La critica Laura Rossi lo ricorda come «un autentico maestro che riusciva a coniugare lo stile antico e quello moderno. Ciò che mi affascinava era la sua modestia, la sua umiltà». Paolo Volta, direttore della Galleria del Carbone, ricorda come proprio lì nel 2006 fece la sua ultima personale, con presentazione in catalogo di don Franco Patruno.

Si dichiara «costernato» Gianfranco Goberti, suo amico da una vita, che lo ricorda cone «un tipo solitario e molto ironico». Sentiti anche i ricordi di Gianni Guidi, Sergio Zanni, che ne sottolinea il  «carattere determinato» e di Ivano Fabbri (Fabbriano), suo caro amico.

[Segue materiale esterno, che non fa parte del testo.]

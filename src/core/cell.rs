//! The four cell states and their text encoding.

/// State of a single grid cell, packed into two bits.
///
/// Color is not tracked: regular parts can always be painted before any other
/// operation, and crystal colors can be arranged quarter by quarter, so color
/// never affects reachability.
#[derive(Debug, Clone, Copy, PartialEq, Eq, Hash)]
#[repr(u8)]
pub enum Cell {
    Empty = 0,
    Pin = 1,
    Filled = 2,
    Crystal = 3,
}

impl Cell {
    /// The two-bit code stored in a packed grid.
    #[inline]
    pub const fn code(self) -> u64 {
        self as u64
    }

    /// Decode a two-bit code (higher bits are ignored).
    #[inline]
    pub const fn from_code(code: u64) -> Cell {
        match code & 0b11 {
            0 => Cell::Empty,
            1 => Cell::Pin,
            2 => Cell::Filled,
            _ => Cell::Crystal,
        }
    }

    /// Character used in the text format.
    #[inline]
    pub const fn to_char(self) -> char {
        match self {
            Cell::Empty => '-',
            Cell::Pin => 'P',
            Cell::Filled => 'S',
            Cell::Crystal => 'c',
        }
    }

    /// Parse a text-format character. Any character that is not `-`, `P` or
    /// `c` reads as [`Cell::Filled`], so the concrete part glyphs of the game
    /// (`C`, `R`, `S`, ...) all parse.
    #[inline]
    pub const fn from_char(c: char) -> Cell {
        match c {
            '-' => Cell::Empty,
            'P' => Cell::Pin,
            'c' => Cell::Crystal,
            _ => Cell::Filled,
        }
    }
}
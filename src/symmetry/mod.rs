//! Symmetry orbits and canonical representatives.
//!
//! Two grids are the same shape if one is a rotation or mirror image of the
//! other; the search and the query both deduplicate through the minimal
//! element of that orbit. Halves have a smaller group: only the mirror that
//! maps the west half onto itself.

use crate::core::grid::Grid;

impl<const LAYER: usize, const PART: usize> Grid<LAYER, PART> {
    /// The full symmetry orbit: every rotation and every rotated mirror
    /// image, ascending and deduplicated.
    pub fn equivalent_shapes(self) -> Vec<Self> {
        let mut orbit = Vec::with_capacity(2 * PART);
        for angle in 0..PART {
            let r = self.rotate(angle);
            orbit.push(r);
            orbit.push(r.flip());
        }
        orbit.sort_unstable();
        orbit.dedup();
        orbit
    }

    /// Minimal element of [`equivalent_shapes`](Self::equivalent_shapes),
    /// computed without allocating.
    pub fn canonical(self) -> Self {
        let mut min = self;
        for angle in 0..PART {
            let r = self.rotate(angle);
            if r < min {
                min = r;
            }
            let f = r.flip();
            if f < min {
                min = f;
            }
        }
        min
    }

    /// The orbit of a west-half pattern: the pattern and its mirror rotated
    /// back into the west position. Ascending; one element when the pattern
    /// is its own mirror image.
    pub fn equivalent_halves(self) -> Vec<Self> {
        let mirrored = self.flip().rotate(PART / 2);
        if mirrored < self {
            vec![mirrored, self]
        } else if self < mirrored {
            vec![self, mirrored]
        } else {
            vec![self]
        }
    }

    /// Minimal element of [`equivalent_halves`](Self::equivalent_halves),
    /// computed without allocating.
    pub fn canonical_half(self) -> Self {
        let mirrored = self.flip().rotate(PART / 2);
        if mirrored < self {
            mirrored
        } else {
            self
        }
    }
}
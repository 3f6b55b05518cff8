//! Conservative frontier search over single-sector patterns.

use std::collections::VecDeque;

use rustc_hash::FxHashSet;

use crate::core::bits::repeat;
use crate::core::cell::Cell;
use crate::core::grid::Grid;

/// Breadth-first exploration of patterns confined to one angular sector
/// (part 0 of every layer).
///
/// The search applies the full operator vocabulary with the other sectors
/// synthetically filled so they can hold floating content up, then masks each
/// result back to the working sector. It is a deliberate under-approximation:
/// every pattern found is physically reachable, but some reachable patterns
/// may be missed. The exhaustive engine only uses it to seed candidate
/// halves.
pub struct SectorSearcher<const LAYER: usize, const PART: usize> {
    pub sectors: FxHashSet<Grid<LAYER, PART>>,
    queue: VecDeque<Grid<LAYER, PART>>,
}

impl<const LAYER: usize, const PART: usize> SectorSearcher<LAYER, PART> {
    pub fn new() -> Self {
        Self {
            sectors: FxHashSet::default(),
            queue: VecDeque::new(),
        }
    }

    /// Run to exhaustion from the empty sector.
    pub fn run(&mut self) {
        self.sectors.insert(Grid::empty());
        self.queue.push_back(Grid::empty());
        while let Some(sector) = self.queue.pop_front() {
            self.process(sector);
        }
    }

    fn enqueue(&mut self, sector: Grid<LAYER, PART>) {
        if self.sectors.insert(sector) {
            self.queue.push_back(sector);
        }
    }

    fn process(&mut self, sector: Grid<LAYER, PART>) {
        let mask = Grid::<LAYER, PART>::SECTOR_MASK;
        let layers = sector.layers();
        // Fill the other sectors with Filled cells up to the current height,
        // so floating content in the working sector has something to rest on.
        let fill = Grid::from_raw(!mask & repeat(Cell::Filled.code(), 2, PART * layers));

        // Stacking: a Filled cell can float at any layer (the fill supports
        // it); a Pin only lands directly on top.
        for layer in layers..LAYER {
            self.enqueue(sector | Grid::from_raw(Cell::Filled.code() << (2 * PART * layer)));
        }
        if layers < LAYER {
            self.enqueue(sector | Grid::from_raw(Cell::Pin.code() << (2 * PART * layers)));
        }

        self.enqueue((sector | fill).pin_push().masked(mask));

        self.enqueue((sector | fill).crystal_grow().masked(mask));

        // Force a crystal next to the cut boundary at each occupied layer and
        // cut, so crystal shatter patterns reach the working sector.
        for layer in 0..layers {
            let mut probe = sector | fill;
            probe.set(layer, PART - 1, Cell::Crystal);
            self.enqueue(probe.cut().masked(mask));
        }
    }
}

impl<const LAYER: usize, const PART: usize> Default for SectorSearcher<LAYER, PART> {
    fn default() -> Self {
        Self::new()
    }
}
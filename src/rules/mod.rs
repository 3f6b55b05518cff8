//! The physical transition operators over [`Grid`](crate::core::grid::Grid).
//!
//! All operators are pure: they take a grid by value and return a new grid.
//! They are split by concern:
//! - `support`: which cells survive gravity,
//! - `gravity`: stacking and collapse,
//! - `tools`: the cutter, the pin pusher and the crystal generator.

mod gravity;
mod support;
mod tools;
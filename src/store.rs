//! The persisted result of a completed search.
//!
//! Binary layout (host-native endianness, no magic number, no version field):
//!
//! ```text
//! u32  halves_count
//! halves_count x value     // ascending
//! u32  shapes_count
//! shapes_count x value     // ascending
//! ```
//!
//! `value` is the packed grid at its native width: 4 bytes when the
//! configuration fits in 32 bits, else 8. The format is tied exactly to the
//! grid configuration that produced it; loading a file written under a
//! different configuration yields meaningless grids, and no cross-check is
//! performed. A file shorter than its declared counts is rejected with
//! [`StoreError::Truncated`].

use std::fmt;
use std::fs::File;
use std::io::{self, BufReader, BufWriter, Read, Write};
use std::path::{Path, PathBuf};

use crate::core::grid::Grid;

/// The two sorted canonical arrays produced by a completed search.
#[derive(Debug, Clone, PartialEq, Eq)]
pub struct ShapeSet<const LAYER: usize, const PART: usize> {
    /// Canonical halves, ascending by raw value.
    pub halves: Vec<Grid<LAYER, PART>>,
    /// Canonical category-2 shapes, ascending by raw value.
    pub shapes: Vec<Grid<LAYER, PART>>,
}

/// Failure to persist or load a [`ShapeSet`].
#[derive(Debug)]
pub enum StoreError {
    Io {
        stage: &'static str,
        path: PathBuf,
        error: io::Error,
    },
    /// The file ended before its declared counts were satisfied.
    Truncated {
        path: PathBuf,
        section: &'static str,
    },
}

impl fmt::Display for StoreError {
    fn fmt(&self, f: &mut fmt::Formatter<'_>) -> fmt::Result {
        match self {
            StoreError::Io { stage, path, error } => {
                write!(f, "{stage} {}: {error}", path.display())
            }
            StoreError::Truncated { path, section } => {
                write!(f, "store file {} is truncated in the {section} section", path.display())
            }
        }
    }
}

impl std::error::Error for StoreError {
    fn source(&self) -> Option<&(dyn std::error::Error + 'static)> {
        match self {
            StoreError::Io { error, .. } => Some(error),
            StoreError::Truncated { .. } => None,
        }
    }
}

impl<const LAYER: usize, const PART: usize> ShapeSet<LAYER, PART> {
    pub fn save(&self, path: &Path) -> Result<(), StoreError> {
        let file = File::create(path).map_err(|error| StoreError::Io {
            stage: "create",
            path: path.to_path_buf(),
            error,
        })?;
        let mut w = BufWriter::new(file);
        Self::write_section(&mut w, path, &self.halves)?;
        Self::write_section(&mut w, path, &self.shapes)?;
        w.flush().map_err(|error| StoreError::Io {
            stage: "write",
            path: path.to_path_buf(),
            error,
        })
    }

    pub fn load(path: &Path) -> Result<Self, StoreError> {
        let file = File::open(path).map_err(|error| StoreError::Io {
            stage: "open",
            path: path.to_path_buf(),
            error,
        })?;
        let mut r = BufReader::new(file);
        let halves = Self::read_section(&mut r, path, "halves")?;
        let shapes = Self::read_section(&mut r, path, "shapes")?;
        Ok(Self { halves, shapes })
    }

    fn write_section(
        w: &mut BufWriter<File>,
        path: &Path,
        grids: &[Grid<LAYER, PART>],
    ) -> Result<(), StoreError> {
        let io_err = |error| StoreError::Io {
            stage: "write",
            path: path.to_path_buf(),
            error,
        };
        debug_assert!(grids.len() <= u32::MAX as usize);
        w.write_all(&(grids.len() as u32).to_ne_bytes()).map_err(io_err)?;
        for grid in grids {
            if Grid::<LAYER, PART>::VALUE_BYTES == 4 {
                w.write_all(&(grid.raw() as u32).to_ne_bytes()).map_err(io_err)?;
            } else {
                w.write_all(&grid.raw().to_ne_bytes()).map_err(io_err)?;
            }
        }
        Ok(())
    }

    fn read_section(
        r: &mut BufReader<File>,
        path: &Path,
        section: &'static str,
    ) -> Result<Vec<Grid<LAYER, PART>>, StoreError> {
        let mut len_buf = [0u8; 4];
        Self::read_bytes(r, path, section, &mut len_buf)?;
        let len = u32::from_ne_bytes(len_buf) as usize;

        // The count is untrusted until the bytes are actually there, so cap
        // the up-front allocation.
        let mut out = Vec::with_capacity(len.min(1 << 20));
        for _ in 0..len {
            let raw = if Grid::<LAYER, PART>::VALUE_BYTES == 4 {
                let mut buf = [0u8; 4];
                Self::read_bytes(r, path, section, &mut buf)?;
                u32::from_ne_bytes(buf) as u64
            } else {
                let mut buf = [0u8; 8];
                Self::read_bytes(r, path, section, &mut buf)?;
                u64::from_ne_bytes(buf)
            };
            out.push(Grid::from_raw(raw));
        }
        Ok(out)
    }

    fn read_bytes(
        r: &mut BufReader<File>,
        path: &Path,
        section: &'static str,
        buf: &mut [u8],
    ) -> Result<(), StoreError> {
        match r.read_exact(buf) {
            Ok(()) => Ok(()),
            Err(error) if error.kind() == io::ErrorKind::UnexpectedEof => {
                Err(StoreError::Truncated {
                    path: path.to_path_buf(),
                    section,
                })
            }
            Err(error) => Err(StoreError::Io {
                stage: "read",
                path: path.to_path_buf(),
                error,
            }),
        }
    }
}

Lucio Scardino è stato l’ultimo a coinvolgerlo in una esposizione, la collettiva “San Sebastiano ferrarese” esposta lo scorso febbraio nella Sala Mediolanum di via Saraceno.  «Era una persona  intelligente, caustica e amara, ma capace di grande tenerezza» come nel caso della sua allieva, Maria Luisa Onestini. «Ricordo  – prosegue – un incidente che avemmo in macchina mentre una sera nebbiosa seguivamo Vittorio Sgarbi che guidava veloce per accompagnarci nella sua casa di Ro». Infine, Gabriele Turola lo ricorda come «un artista  professionale, distaccato non nel senso di freddo ma di serio».